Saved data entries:
-- Opening Marker --
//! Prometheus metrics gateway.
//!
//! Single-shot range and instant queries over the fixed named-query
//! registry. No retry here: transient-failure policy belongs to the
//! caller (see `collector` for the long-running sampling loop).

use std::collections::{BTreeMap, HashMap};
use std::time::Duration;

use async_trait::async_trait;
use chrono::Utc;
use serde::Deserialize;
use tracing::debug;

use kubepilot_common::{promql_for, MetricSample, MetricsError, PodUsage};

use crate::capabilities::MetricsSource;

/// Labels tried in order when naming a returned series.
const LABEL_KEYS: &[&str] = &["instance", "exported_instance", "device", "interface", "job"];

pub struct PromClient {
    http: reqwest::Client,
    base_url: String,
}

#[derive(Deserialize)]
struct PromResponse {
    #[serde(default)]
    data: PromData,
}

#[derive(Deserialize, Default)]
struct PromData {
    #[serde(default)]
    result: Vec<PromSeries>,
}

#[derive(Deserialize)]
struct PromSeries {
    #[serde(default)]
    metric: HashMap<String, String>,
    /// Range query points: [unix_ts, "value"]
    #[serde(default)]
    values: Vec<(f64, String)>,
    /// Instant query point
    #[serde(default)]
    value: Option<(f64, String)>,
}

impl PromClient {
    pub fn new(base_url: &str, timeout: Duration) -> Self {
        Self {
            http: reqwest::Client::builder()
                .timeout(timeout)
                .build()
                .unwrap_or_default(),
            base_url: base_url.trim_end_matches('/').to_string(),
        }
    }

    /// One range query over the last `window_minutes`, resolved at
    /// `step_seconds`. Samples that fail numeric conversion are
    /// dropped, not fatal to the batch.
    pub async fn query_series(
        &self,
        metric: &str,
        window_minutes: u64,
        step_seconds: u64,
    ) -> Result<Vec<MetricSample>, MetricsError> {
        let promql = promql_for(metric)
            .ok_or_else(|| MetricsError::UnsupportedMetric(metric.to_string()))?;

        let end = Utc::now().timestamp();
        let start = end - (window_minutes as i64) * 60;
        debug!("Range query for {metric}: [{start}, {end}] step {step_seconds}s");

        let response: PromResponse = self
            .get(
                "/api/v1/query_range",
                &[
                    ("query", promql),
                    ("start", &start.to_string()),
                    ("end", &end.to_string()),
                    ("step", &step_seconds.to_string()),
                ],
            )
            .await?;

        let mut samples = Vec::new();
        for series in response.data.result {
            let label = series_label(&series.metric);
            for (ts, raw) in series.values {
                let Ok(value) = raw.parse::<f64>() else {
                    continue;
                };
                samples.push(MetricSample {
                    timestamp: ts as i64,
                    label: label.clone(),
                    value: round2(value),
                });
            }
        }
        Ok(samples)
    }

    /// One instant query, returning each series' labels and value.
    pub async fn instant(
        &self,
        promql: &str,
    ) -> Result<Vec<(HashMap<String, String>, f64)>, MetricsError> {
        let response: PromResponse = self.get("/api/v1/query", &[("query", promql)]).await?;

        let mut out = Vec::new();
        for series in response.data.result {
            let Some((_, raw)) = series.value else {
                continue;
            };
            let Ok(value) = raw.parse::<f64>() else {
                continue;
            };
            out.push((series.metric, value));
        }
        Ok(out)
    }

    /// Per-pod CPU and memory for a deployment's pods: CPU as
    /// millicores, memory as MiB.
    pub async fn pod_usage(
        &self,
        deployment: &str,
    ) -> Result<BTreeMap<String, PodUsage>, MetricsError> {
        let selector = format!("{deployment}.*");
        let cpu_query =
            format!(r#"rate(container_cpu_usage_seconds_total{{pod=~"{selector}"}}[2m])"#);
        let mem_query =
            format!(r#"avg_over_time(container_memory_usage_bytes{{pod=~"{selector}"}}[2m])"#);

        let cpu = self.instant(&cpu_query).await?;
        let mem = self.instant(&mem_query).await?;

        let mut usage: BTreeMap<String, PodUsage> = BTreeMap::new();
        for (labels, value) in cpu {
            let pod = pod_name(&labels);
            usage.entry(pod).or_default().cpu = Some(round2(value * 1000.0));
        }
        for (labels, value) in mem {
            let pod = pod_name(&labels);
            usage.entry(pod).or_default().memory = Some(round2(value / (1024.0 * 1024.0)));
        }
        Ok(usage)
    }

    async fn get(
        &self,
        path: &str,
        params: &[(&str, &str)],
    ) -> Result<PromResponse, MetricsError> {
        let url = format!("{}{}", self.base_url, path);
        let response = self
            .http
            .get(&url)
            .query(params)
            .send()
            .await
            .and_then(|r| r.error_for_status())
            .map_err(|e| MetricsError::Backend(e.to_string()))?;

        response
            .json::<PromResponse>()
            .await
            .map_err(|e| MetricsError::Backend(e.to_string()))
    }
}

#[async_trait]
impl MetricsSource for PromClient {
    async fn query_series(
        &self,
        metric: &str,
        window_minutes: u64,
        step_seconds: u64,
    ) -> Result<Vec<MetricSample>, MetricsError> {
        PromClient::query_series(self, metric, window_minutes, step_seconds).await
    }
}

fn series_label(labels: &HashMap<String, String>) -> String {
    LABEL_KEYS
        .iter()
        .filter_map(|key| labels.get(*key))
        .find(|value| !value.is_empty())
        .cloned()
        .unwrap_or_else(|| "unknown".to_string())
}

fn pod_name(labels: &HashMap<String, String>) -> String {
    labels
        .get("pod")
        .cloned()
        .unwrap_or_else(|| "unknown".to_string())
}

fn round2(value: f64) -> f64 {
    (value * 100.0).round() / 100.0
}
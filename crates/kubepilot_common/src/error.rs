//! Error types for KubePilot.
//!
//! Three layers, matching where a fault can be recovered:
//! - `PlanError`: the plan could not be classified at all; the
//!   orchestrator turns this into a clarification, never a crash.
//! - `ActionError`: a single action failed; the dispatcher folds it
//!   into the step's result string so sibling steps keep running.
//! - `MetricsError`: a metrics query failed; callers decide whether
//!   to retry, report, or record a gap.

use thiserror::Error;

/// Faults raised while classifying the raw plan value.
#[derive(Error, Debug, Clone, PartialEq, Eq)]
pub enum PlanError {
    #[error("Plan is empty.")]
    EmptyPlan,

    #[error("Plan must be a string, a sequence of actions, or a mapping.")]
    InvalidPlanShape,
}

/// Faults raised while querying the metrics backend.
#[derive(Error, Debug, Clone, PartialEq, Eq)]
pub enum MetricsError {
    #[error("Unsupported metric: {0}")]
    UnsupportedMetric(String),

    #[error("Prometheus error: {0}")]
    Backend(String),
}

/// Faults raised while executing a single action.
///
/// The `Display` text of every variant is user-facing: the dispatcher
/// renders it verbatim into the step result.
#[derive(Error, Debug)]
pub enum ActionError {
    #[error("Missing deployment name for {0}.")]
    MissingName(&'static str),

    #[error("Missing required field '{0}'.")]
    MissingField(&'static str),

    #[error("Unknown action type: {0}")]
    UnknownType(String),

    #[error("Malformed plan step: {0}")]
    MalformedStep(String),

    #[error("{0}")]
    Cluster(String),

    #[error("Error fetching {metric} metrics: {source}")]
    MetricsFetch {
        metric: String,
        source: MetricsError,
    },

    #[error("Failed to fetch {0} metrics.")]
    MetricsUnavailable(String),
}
-- Closing Marker --
WHAT THIS TASK INVOLVES ::
An exact repeat of the lines from the one containing "deployment name for" through the final line above, both included, is the whole answer.

RESPONSE BOX ::
    #[error("Missing deployment name for {0}.")]
    MissingName(&'static str),

    #[error("Missing required field '{0}'.")]
    MissingField(&'static str),

    #[error("Unknown action type: {0}")]
    UnknownType(String),

    #[error("Malformed plan step: {0}")]
    MalformedStep(String),

    #[error("{0}")]
    Cluster(String),

    #[error("Error fetching {metric} metrics: {source}")]
    MetricsFetch {
        metric: String,
        source: MetricsError,
    },

    #[error("Failed to fetch {0} metrics.")]
    MetricsUnavailable(String),
}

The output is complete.